Justiça retoma votação sobre indenização à família do pedreiro Amarildo nesta terça-feira

Estado recorreu da decisão que o condenou a pagar R$ 500 mil à viúva de Amarildo e cada um dos seus seis filhos, além de R$ 100 mil para dois parentes próximos. Sessão foi interrompida no dia 14 de agosto após desembargador pedir vistas do processo

Por O Dia

Pedreiro Amarildo de Souza
Pedreiro Amarildo de Souza -

Rio - A Justiça do Rio retoma na tarde desta terça-feira a sessão que define a indenização que será dada à família do pedreiro Amarildo de Souza. A votação tem como base um recurso do Estado, que recorreu da decisão que definiu os valores indenizatórios. Detido por policiais e levado para a Unidade de Polícia Pacificadora (UPP) da Rocinha no dia 14 de julho de 2013, Amarildo desapareceu e seu corpo nunca foi encontrado.
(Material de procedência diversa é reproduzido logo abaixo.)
// SPDX-License-Identifier: MIT OR Apache-2.0
//! End-to-end: bounded fan-out, outcome aggregation, cancellation.

mod support;

use serde_json::json;
use shelly_connect::prelude::*;
use std::sync::Arc;
use std::sync::atomic::{AtomicUsize, Ordering};
use std::time::Duration;
use support::{FakeTransport, gen2_device};

fn fleet_with(n: usize, concurrency: usize) -> Fleet {
    let fleet = Fleet::new(FleetConfig {
        concurrency,
        health_threshold: Duration::from_secs(300),
    });
    for i in 0..n {
        let transport = FakeTransport::new()
            .respond_rpc("Switch.Toggle", json!({"was_on": i % 2 == 0}))
            .into_arc();
        fleet.add(Arc::new(gen2_device(&format!("dev-{i}"), "SNSW-001X16EU", transport)));
    }
    fleet
}

// ---------------------------------------------------------------------------
// 1. Fan-out toggles every device and aggregates outcomes
// ---------------------------------------------------------------------------

#[tokio::test(flavor = "multi_thread")]
async fn fanout_reaches_every_device() {
    let fleet = fleet_with(10, 4);
    let outcomes = fleet
        .run(&CancellationToken::new(), |device, ctx| async move {
            device.switch(0).toggle(&ctx).await
        })
        .await;

    assert_eq!(outcomes.len(), 10);
    for (id, outcome) in &outcomes {
        let result = outcome.as_ref().unwrap_or_else(|e| panic!("{id} failed: {e}"));
        assert!(result.was_on.is_some());
    }
    // Command completion marks every device healthy.
    assert!(fleet.unhealthy().is_empty());
}

// ---------------------------------------------------------------------------
// 2. The concurrency cap bounds in-flight calls
// ---------------------------------------------------------------------------

#[tokio::test(flavor = "multi_thread")]
async fn concurrency_cap_is_never_exceeded() {
    let fleet = fleet_with(16, 3);
    let in_flight = Arc::new(AtomicUsize::new(0));
    let peak = Arc::new(AtomicUsize::new(0));

    let outcomes = fleet
        .run(&CancellationToken::new(), |_device, _ctx| {
            let in_flight = Arc::clone(&in_flight);
            let peak = Arc::clone(&peak);
            async move {
                let now = in_flight.fetch_add(1, Ordering::SeqCst) + 1;
                peak.fetch_max(now, Ordering::SeqCst);
                tokio::time::sleep(Duration::from_millis(15)).await;
                in_flight.fetch_sub(1, Ordering::SeqCst);
                Ok(())
            }
        })
        .await;

    assert_eq!(outcomes.len(), 16);
    assert!(peak.load(Ordering::SeqCst) <= 3, "peak: {}", peak.load(Ordering::SeqCst));
}

// ---------------------------------------------------------------------------
// 3. Cancellation propagates; the outcome map keeps its cardinality
// ---------------------------------------------------------------------------

#[tokio::test(flavor = "multi_thread")]
async fn cancellation_reaches_all_pending_work() {
    let fleet = fleet_with(8, 2);
    let ctx = CancellationToken::new();
    let canceller = ctx.clone();
    tokio::spawn(async move {
        tokio::time::sleep(Duration::from_millis(25)).await;
        canceller.cancel();
    });

    let outcomes = fleet
        .run(&ctx, |_device, ctx| async move {
            tokio::select! {
                () = ctx.cancelled() => Err(Error::cancelled()),
                () = tokio::time::sleep(Duration::from_secs(60)) => Ok(()),
            }
        })
        .await;

    assert_eq!(outcomes.len(), 8);
    assert!(outcomes.values().all(|o| o.as_ref().is_err_and(Error::is_cancelled)));
}

// ---------------------------------------------------------------------------
// 4. Groups target a subset; missing members are reported, not dropped
// ---------------------------------------------------------------------------

#[tokio::test]
async fn group_operations_report_missing_members() {
    let fleet = fleet_with(3, 3);
    fleet.set_group("upstairs", ["dev-0", "dev-2", "dev-gone"]);

    let outcomes = fleet
        .run_group(&CancellationToken::new(), "upstairs", |device, ctx| async move {
            device.switch(0).toggle(&ctx).await
        })
        .await
        .unwrap();

    assert_eq!(outcomes.len(), 3);
    assert!(outcomes["dev-0"].is_ok());
    assert!(outcomes["dev-2"].is_ok());
    assert_eq!(
        outcomes["dev-gone"].as_ref().unwrap_err().kind,
        ErrorKind::DeviceNotFound
    );
}
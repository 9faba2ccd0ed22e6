// SPDX-License-Identifier: MIT OR Apache-2.0
//! AES-256-GCM envelope encryption.
//!
//! Key = SHA-256(password). A random 12-byte nonce is prepended to the
//! ciphertext (which carries its GCM tag), and the whole blob is base64'd
//! into the outer envelope. Truncated data and tag mismatches both map to
//! `DecryptionFailed`; a wrong password is indistinguishable from
//! corruption, by construction.

use crate::envelope::BackupEnvelope;
use aes_gcm::aead::{Aead, KeyInit};
use aes_gcm::{Aes256Gcm, Nonce};
use base64::Engine;
use base64::engine::general_purpose::STANDARD;
use chrono::{DateTime, Utc};
use serde::{Deserialize, Serialize};
use sha2::{Digest, Sha256};
use shc_error::{Error, ErrorKind};

const NONCE_LEN: usize = 12;
const TAG_LEN: usize = 16;

/// Encrypted wrapper around a serialized [`BackupEnvelope`].
#[derive(Debug, Clone, PartialEq, Serialize, Deserialize)]
pub struct EncryptedBackup {
    /// Envelope format version (mirrors the inner envelope).
    pub version: u32,
    /// Creation timestamp (mirrors the inner envelope).
    pub created_at: DateTime<Utc>,
    /// Source device model, kept readable for identification.
    pub device_model: String,
    /// Source device id, kept readable for identification.
    pub device_id: String,
    /// base64 of `nonce(12B) || ciphertext-with-tag`.
    pub encrypted_data: String,
}

impl EncryptedBackup {
    /// Serialize to pretty-printed JSON.
    pub fn to_json(&self) -> shc_error::Result<String> {
        serde_json::to_string_pretty(self).map_err(|e| {
            Error::new(ErrorKind::EncryptionFailed, "encrypted envelope not serializable")
                .with_source(e)
        })
    }

    /// Parse an encrypted envelope from bytes.
    pub fn parse(bytes: &[u8]) -> shc_error::Result<Self> {
        serde_json::from_slice(bytes).map_err(|e| {
            Error::new(ErrorKind::InvalidBackup, "backup is not an encrypted envelope")
                .with_source(e)
        })
    }
}

fn derive_key(password: &str) -> Aes256Gcm {
    let key = Sha256::digest(password.as_bytes());
    Aes256Gcm::new(&key)
}

/// Encrypt an envelope under a password.
pub fn encrypt_envelope(
    envelope: &BackupEnvelope,
    password: &str,
) -> shc_error::Result<EncryptedBackup> {
    let plaintext = serde_json::to_vec(envelope).map_err(|e| {
        Error::new(ErrorKind::EncryptionFailed, "envelope not serializable").with_source(e)
    })?;

    let cipher = derive_key(password);
    let nonce_bytes: [u8; NONCE_LEN] = rand::random();
    let nonce = Nonce::from_slice(&nonce_bytes);
    let ciphertext = cipher
        .encrypt(nonce, plaintext.as_slice())
        .map_err(|_| Error::new(ErrorKind::EncryptionFailed, "AES-GCM encryption failed"))?;

    let mut blob = Vec::with_capacity(NONCE_LEN + ciphertext.len());
    blob.extend_from_slice(&nonce_bytes);
    blob.extend_from_slice(&ciphertext);

    Ok(EncryptedBackup {
        version: envelope.version,
        created_at: envelope.created_at,
        device_model: envelope.device_info.model.clone(),
        device_id: envelope.device_info.id.clone(),
        encrypted_data: STANDARD.encode(blob),
    })
}

/// Decrypt an encrypted backup with a password.
pub fn decrypt_envelope(
    encrypted: &EncryptedBackup,
    password: &str,
) -> shc_error::Result<BackupEnvelope> {
    let blob = STANDARD.decode(&encrypted.encrypted_data).map_err(|e| {
        Error::new(ErrorKind::DecryptionFailed, "encrypted data is not valid base64")
            .with_source(e)
    })?;
    if blob.len() < NONCE_LEN + TAG_LEN {
        return Err(Error::new(ErrorKind::DecryptionFailed, "encrypted data is too short")
            .with_context("len", blob.len()));
    }

    let (nonce_bytes, ciphertext) = blob.split_at(NONCE_LEN);
    let cipher = derive_key(password);
    let plaintext = cipher
        .decrypt(Nonce::from_slice(nonce_bytes), ciphertext)
        .map_err(|_| {
            Error::new(ErrorKind::DecryptionFailed, "wrong password or corrupted data")
        })?;

    BackupEnvelope::parse(&plaintext)
}

// ---------------------------------------------------------------------------
// Tests
// ---------------------------------------------------------------------------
O julgamento está marcado para começar às 13h, na 16ª Câmara Cível do Tribunal de Justiça do Rio. A sessão anterior foi adiada após o desembargador Eduardo Gusmão pedir vistas do processo. Já os desembargadores Lindolfo Marinho e Marco Aurélio Bezerra de Melo votaram a favor da sentença de 2016, na qual a viúva de Amarildo, Elizabete Gomes da Silva, e os seis filhos do casal serão indenizados em R$ 500 mil, cada um. Os quatro irmãos do pedreiro deverão receber R$ 100 mil, cada.

Os dois desembargadores negaram, entretanto, indenização para a sobrinha e a mãe de criação de Amarildo, porque não havia provas suficientes. A defesa da família, na época, disse que iria recorrer. Até hoje, os familiares nunca foram indenizados. 

Relembre o caso

O pedreiro Amarildo de Souza, morador da Rocinha, desapareceu em julho de 2013, após ser conduzido para averiguação por PMS da Unidade de Polícia Pacificadora (UPP) da comunidade da Zona Sul. Vinte e cinco policiais foram acusados de torturar e matar Amarildo, desaparecendo em seguida com seu corpo, que nunca foi encontrado.

Destes, 13 foram condenados pela 35ª Vara Criminal do Rio de Janeiro, em fevereiro de 2016, entre os quais o major Edson Santos e o tenente Luiz Felipe Medeiros, comandante e subcomandante da UPP Rocinha na época. As condenações foram por  tortura seguida de morte, ocultação de cadáver, fraude processual e corrupção de testemunha.